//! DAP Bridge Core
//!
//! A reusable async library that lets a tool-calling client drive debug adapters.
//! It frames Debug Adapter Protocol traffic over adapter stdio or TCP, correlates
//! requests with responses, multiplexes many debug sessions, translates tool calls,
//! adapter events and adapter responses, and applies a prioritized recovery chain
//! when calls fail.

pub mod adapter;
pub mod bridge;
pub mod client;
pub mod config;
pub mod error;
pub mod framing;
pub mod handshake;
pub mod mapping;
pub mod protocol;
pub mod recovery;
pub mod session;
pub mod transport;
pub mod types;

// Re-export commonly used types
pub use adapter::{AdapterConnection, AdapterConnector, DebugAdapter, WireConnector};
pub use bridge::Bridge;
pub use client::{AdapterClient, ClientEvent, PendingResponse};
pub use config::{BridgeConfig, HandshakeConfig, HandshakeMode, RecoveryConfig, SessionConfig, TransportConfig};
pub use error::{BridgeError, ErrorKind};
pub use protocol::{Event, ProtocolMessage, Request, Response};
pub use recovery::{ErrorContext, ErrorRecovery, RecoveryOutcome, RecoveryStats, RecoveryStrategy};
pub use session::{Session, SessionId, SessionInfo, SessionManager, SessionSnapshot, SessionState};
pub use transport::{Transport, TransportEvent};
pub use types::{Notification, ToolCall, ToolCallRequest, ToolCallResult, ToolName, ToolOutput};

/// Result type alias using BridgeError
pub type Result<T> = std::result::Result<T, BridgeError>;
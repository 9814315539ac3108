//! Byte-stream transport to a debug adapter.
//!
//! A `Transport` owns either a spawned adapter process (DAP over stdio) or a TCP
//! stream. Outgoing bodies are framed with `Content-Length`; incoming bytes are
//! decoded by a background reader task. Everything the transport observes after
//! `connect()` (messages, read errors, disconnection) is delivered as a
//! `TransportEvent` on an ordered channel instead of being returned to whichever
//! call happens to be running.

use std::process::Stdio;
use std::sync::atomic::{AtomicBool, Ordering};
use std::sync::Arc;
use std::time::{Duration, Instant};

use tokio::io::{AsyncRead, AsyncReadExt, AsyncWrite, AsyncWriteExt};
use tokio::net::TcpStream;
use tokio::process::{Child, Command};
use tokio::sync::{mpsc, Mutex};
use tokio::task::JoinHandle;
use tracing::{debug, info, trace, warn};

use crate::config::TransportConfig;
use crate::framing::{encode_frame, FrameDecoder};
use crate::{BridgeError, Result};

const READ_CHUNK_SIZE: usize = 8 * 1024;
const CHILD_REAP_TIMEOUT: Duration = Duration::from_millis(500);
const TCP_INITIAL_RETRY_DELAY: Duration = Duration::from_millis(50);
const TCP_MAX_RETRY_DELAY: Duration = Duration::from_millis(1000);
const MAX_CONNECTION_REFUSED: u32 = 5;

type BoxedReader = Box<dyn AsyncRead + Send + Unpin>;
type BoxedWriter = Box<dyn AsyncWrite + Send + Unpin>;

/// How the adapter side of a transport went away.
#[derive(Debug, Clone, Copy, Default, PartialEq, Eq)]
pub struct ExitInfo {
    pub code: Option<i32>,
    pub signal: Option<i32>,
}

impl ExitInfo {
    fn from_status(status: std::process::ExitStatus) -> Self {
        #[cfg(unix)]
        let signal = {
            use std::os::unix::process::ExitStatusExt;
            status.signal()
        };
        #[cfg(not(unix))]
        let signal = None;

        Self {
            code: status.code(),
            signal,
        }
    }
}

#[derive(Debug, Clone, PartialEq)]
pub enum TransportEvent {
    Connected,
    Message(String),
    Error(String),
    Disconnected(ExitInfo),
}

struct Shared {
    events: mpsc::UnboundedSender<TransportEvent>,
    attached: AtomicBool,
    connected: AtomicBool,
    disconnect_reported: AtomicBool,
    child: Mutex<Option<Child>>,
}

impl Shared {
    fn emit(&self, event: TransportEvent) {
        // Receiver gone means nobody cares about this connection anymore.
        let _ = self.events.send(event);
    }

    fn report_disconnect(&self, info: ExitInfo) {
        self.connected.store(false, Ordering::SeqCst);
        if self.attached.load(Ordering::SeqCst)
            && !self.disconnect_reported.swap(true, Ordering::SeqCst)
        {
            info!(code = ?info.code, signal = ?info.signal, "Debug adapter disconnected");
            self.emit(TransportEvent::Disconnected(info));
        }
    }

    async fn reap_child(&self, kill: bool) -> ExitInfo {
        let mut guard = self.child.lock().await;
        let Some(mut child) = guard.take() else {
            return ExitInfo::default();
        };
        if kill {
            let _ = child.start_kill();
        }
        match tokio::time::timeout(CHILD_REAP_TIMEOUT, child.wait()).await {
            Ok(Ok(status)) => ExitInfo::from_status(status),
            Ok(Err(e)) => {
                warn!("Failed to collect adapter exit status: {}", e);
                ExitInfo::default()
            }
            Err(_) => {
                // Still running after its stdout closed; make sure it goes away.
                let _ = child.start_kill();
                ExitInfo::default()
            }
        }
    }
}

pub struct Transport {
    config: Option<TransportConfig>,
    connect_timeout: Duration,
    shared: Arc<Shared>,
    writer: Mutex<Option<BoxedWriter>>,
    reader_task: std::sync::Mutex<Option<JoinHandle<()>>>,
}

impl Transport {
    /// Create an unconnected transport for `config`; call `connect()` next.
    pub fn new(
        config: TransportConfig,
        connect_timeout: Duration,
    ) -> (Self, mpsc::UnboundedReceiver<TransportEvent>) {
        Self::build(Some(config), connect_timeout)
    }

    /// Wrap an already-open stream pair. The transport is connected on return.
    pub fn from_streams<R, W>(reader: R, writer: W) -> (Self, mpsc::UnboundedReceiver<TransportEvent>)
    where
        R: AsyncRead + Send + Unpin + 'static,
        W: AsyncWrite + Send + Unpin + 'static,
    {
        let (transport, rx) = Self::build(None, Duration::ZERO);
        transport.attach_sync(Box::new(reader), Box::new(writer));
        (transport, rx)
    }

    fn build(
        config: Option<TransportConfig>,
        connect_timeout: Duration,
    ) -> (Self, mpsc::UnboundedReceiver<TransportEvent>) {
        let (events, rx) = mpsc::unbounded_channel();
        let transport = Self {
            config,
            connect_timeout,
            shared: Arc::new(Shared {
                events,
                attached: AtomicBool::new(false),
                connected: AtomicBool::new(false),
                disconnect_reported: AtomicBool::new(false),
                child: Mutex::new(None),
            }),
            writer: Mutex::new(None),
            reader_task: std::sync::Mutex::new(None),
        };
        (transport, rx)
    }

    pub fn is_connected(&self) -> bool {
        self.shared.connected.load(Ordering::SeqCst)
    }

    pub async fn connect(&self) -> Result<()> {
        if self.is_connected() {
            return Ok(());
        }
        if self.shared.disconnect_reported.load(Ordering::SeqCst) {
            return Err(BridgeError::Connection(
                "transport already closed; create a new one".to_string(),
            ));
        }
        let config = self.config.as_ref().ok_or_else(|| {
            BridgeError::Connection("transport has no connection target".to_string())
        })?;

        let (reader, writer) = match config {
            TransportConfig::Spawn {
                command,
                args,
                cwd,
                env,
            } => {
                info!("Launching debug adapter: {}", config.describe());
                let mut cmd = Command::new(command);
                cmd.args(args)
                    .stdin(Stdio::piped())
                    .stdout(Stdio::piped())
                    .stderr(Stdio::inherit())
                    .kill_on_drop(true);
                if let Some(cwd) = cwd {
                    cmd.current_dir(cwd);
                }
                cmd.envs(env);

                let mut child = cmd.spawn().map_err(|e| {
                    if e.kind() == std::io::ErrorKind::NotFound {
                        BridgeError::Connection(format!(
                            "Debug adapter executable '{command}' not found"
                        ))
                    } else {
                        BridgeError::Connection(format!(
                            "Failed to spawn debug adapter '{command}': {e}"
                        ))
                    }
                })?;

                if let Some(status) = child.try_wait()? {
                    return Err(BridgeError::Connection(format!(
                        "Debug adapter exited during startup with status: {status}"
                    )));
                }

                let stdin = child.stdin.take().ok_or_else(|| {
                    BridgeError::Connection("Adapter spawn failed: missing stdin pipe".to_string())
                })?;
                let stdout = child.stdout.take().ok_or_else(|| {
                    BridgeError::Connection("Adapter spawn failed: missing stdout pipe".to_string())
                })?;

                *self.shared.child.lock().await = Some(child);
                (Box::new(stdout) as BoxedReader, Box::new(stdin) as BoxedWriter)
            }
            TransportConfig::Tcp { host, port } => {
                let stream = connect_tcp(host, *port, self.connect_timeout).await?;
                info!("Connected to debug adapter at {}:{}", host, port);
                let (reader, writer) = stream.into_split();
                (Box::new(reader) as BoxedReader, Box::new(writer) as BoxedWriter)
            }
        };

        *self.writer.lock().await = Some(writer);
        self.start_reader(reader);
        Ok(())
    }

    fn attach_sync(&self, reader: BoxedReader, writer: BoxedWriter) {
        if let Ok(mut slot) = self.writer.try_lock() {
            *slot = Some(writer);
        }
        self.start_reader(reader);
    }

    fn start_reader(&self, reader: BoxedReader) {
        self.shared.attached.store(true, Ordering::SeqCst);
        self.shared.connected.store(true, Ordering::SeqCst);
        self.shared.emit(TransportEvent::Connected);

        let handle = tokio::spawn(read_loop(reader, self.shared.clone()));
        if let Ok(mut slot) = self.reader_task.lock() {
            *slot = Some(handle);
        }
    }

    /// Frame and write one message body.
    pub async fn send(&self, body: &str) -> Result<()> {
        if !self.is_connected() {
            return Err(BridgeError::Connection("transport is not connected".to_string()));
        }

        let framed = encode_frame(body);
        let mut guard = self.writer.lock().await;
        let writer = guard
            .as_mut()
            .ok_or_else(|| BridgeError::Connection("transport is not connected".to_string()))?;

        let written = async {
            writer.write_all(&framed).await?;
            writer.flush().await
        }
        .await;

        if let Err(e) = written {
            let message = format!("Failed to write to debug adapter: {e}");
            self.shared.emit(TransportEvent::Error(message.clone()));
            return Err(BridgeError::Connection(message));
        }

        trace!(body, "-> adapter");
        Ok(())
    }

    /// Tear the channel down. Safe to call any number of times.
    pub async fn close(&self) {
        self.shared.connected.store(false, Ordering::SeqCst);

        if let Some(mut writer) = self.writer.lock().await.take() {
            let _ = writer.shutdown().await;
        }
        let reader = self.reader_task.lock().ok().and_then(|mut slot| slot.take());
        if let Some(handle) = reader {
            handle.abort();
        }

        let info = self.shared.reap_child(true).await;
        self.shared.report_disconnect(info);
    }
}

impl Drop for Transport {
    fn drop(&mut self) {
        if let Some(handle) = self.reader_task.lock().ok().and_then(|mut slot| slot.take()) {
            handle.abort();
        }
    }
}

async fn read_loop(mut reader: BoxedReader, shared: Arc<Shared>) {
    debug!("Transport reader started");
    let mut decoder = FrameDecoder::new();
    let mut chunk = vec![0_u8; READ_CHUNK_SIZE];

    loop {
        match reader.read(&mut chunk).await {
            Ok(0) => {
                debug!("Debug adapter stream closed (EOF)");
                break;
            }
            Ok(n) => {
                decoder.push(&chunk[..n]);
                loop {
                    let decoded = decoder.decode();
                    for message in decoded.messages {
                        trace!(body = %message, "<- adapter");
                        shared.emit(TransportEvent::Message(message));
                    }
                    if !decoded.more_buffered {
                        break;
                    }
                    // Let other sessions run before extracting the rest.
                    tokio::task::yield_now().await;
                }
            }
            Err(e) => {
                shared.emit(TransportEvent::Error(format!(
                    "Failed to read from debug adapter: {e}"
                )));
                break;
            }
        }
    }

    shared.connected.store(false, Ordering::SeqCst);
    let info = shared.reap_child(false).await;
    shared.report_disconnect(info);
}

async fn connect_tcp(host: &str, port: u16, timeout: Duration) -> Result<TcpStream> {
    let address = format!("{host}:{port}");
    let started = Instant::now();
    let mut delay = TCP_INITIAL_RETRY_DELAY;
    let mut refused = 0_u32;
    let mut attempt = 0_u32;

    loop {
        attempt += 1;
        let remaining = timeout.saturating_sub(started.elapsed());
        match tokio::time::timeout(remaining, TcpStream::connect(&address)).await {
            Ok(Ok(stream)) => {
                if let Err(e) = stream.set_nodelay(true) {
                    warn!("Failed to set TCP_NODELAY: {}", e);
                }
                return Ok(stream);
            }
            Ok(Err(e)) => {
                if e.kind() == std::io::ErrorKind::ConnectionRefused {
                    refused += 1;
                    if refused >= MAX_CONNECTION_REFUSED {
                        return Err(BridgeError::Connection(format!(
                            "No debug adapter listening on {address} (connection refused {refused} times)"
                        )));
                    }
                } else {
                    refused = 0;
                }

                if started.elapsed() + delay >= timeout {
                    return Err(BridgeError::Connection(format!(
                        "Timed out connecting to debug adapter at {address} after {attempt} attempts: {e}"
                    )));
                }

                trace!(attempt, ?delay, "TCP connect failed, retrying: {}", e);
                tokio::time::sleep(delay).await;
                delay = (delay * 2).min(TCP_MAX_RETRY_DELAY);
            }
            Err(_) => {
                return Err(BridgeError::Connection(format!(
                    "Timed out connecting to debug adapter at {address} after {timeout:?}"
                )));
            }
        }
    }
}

--

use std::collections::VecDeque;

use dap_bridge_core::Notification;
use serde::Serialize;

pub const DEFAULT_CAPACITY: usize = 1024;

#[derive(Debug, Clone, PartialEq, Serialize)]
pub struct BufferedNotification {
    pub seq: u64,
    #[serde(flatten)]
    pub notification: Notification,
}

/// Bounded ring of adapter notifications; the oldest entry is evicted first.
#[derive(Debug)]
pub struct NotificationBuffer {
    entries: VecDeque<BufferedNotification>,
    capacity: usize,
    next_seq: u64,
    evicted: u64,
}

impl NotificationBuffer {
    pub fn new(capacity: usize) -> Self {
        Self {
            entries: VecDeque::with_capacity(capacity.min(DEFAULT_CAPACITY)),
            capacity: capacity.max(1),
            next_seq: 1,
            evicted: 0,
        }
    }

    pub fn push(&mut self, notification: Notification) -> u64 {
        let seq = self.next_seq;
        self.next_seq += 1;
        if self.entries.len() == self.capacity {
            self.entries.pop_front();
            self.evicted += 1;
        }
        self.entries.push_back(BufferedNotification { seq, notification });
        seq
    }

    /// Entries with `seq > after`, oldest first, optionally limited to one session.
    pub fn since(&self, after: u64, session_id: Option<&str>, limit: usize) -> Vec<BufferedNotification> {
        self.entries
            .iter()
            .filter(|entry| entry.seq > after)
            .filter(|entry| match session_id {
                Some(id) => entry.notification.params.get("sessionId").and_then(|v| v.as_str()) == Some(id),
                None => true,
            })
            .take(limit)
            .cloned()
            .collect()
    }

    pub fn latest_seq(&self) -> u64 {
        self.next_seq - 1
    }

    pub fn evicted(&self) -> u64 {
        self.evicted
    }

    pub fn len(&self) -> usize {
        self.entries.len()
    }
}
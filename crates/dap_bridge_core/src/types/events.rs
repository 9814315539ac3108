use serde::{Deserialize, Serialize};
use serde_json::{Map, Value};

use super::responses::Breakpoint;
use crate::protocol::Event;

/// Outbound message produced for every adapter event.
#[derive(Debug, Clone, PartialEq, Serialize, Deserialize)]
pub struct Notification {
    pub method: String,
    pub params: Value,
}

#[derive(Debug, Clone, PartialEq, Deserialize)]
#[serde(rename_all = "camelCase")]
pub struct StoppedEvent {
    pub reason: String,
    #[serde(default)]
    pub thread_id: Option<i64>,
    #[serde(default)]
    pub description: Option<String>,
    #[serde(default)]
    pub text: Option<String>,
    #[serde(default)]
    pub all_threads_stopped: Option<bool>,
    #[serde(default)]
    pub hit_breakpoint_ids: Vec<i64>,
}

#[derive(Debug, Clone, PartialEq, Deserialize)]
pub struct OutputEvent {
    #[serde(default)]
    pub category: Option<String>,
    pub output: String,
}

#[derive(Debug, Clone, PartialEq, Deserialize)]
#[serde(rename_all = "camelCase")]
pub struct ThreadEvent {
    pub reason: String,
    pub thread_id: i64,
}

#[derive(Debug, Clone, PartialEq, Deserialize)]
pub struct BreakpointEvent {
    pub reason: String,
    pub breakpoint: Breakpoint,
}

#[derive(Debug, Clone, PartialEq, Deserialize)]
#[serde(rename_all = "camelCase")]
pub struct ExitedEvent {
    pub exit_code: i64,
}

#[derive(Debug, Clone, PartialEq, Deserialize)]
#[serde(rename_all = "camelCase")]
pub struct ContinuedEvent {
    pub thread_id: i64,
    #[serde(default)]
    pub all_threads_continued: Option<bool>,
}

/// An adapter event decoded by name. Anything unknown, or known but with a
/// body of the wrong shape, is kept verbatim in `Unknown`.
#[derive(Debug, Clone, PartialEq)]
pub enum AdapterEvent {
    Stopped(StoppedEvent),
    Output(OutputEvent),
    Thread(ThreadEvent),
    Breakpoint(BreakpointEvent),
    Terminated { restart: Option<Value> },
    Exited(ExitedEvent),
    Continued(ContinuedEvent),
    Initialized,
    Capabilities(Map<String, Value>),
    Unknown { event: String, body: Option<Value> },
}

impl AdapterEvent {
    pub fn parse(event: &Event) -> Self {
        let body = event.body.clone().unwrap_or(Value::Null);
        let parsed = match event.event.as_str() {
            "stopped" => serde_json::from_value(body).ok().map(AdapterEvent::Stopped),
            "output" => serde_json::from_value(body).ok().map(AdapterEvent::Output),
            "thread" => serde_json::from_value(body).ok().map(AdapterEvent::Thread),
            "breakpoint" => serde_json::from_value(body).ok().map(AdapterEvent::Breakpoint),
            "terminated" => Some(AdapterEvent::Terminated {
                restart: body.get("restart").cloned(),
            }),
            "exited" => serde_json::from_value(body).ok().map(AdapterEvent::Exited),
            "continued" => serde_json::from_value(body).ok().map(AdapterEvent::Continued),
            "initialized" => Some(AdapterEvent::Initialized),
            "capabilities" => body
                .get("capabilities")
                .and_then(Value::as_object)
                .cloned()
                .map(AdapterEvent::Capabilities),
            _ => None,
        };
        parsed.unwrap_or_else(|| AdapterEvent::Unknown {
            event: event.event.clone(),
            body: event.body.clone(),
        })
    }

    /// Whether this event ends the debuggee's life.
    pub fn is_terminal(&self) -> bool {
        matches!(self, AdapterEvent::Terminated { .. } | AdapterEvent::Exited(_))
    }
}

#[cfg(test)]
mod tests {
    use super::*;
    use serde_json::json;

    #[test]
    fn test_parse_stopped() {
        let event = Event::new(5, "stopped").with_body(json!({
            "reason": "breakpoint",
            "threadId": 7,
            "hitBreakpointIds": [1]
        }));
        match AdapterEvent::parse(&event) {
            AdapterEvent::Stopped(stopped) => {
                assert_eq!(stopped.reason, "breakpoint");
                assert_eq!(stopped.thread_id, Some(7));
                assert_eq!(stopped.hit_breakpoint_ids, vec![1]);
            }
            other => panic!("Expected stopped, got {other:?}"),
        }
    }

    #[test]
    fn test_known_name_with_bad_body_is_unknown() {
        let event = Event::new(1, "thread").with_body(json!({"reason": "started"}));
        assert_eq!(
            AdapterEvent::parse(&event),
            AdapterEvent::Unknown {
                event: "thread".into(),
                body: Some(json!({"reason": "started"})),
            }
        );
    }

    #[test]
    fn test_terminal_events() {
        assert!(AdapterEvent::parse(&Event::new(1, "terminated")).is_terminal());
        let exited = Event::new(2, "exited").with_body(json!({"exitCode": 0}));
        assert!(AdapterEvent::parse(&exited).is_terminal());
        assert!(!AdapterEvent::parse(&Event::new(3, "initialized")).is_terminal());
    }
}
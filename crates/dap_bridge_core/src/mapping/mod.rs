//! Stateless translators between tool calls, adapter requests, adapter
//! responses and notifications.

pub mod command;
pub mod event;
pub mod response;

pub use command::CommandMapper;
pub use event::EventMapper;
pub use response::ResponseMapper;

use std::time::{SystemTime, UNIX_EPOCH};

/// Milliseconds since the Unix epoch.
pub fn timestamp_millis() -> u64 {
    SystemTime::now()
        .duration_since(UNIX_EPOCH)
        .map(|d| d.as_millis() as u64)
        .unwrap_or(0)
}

__Task to complete__.
Copy the lines above exactly. Start with the line containing "DAP Bridge Core", end with the line containing "or TCP, correlates", and include both.

__Result of this task__.
//! DAP Bridge Core
//!
//! A reusable async library that lets a tool-calling client drive debug adapters.
//! It frames Debug Adapter Protocol traffic over adapter stdio or TCP, correlates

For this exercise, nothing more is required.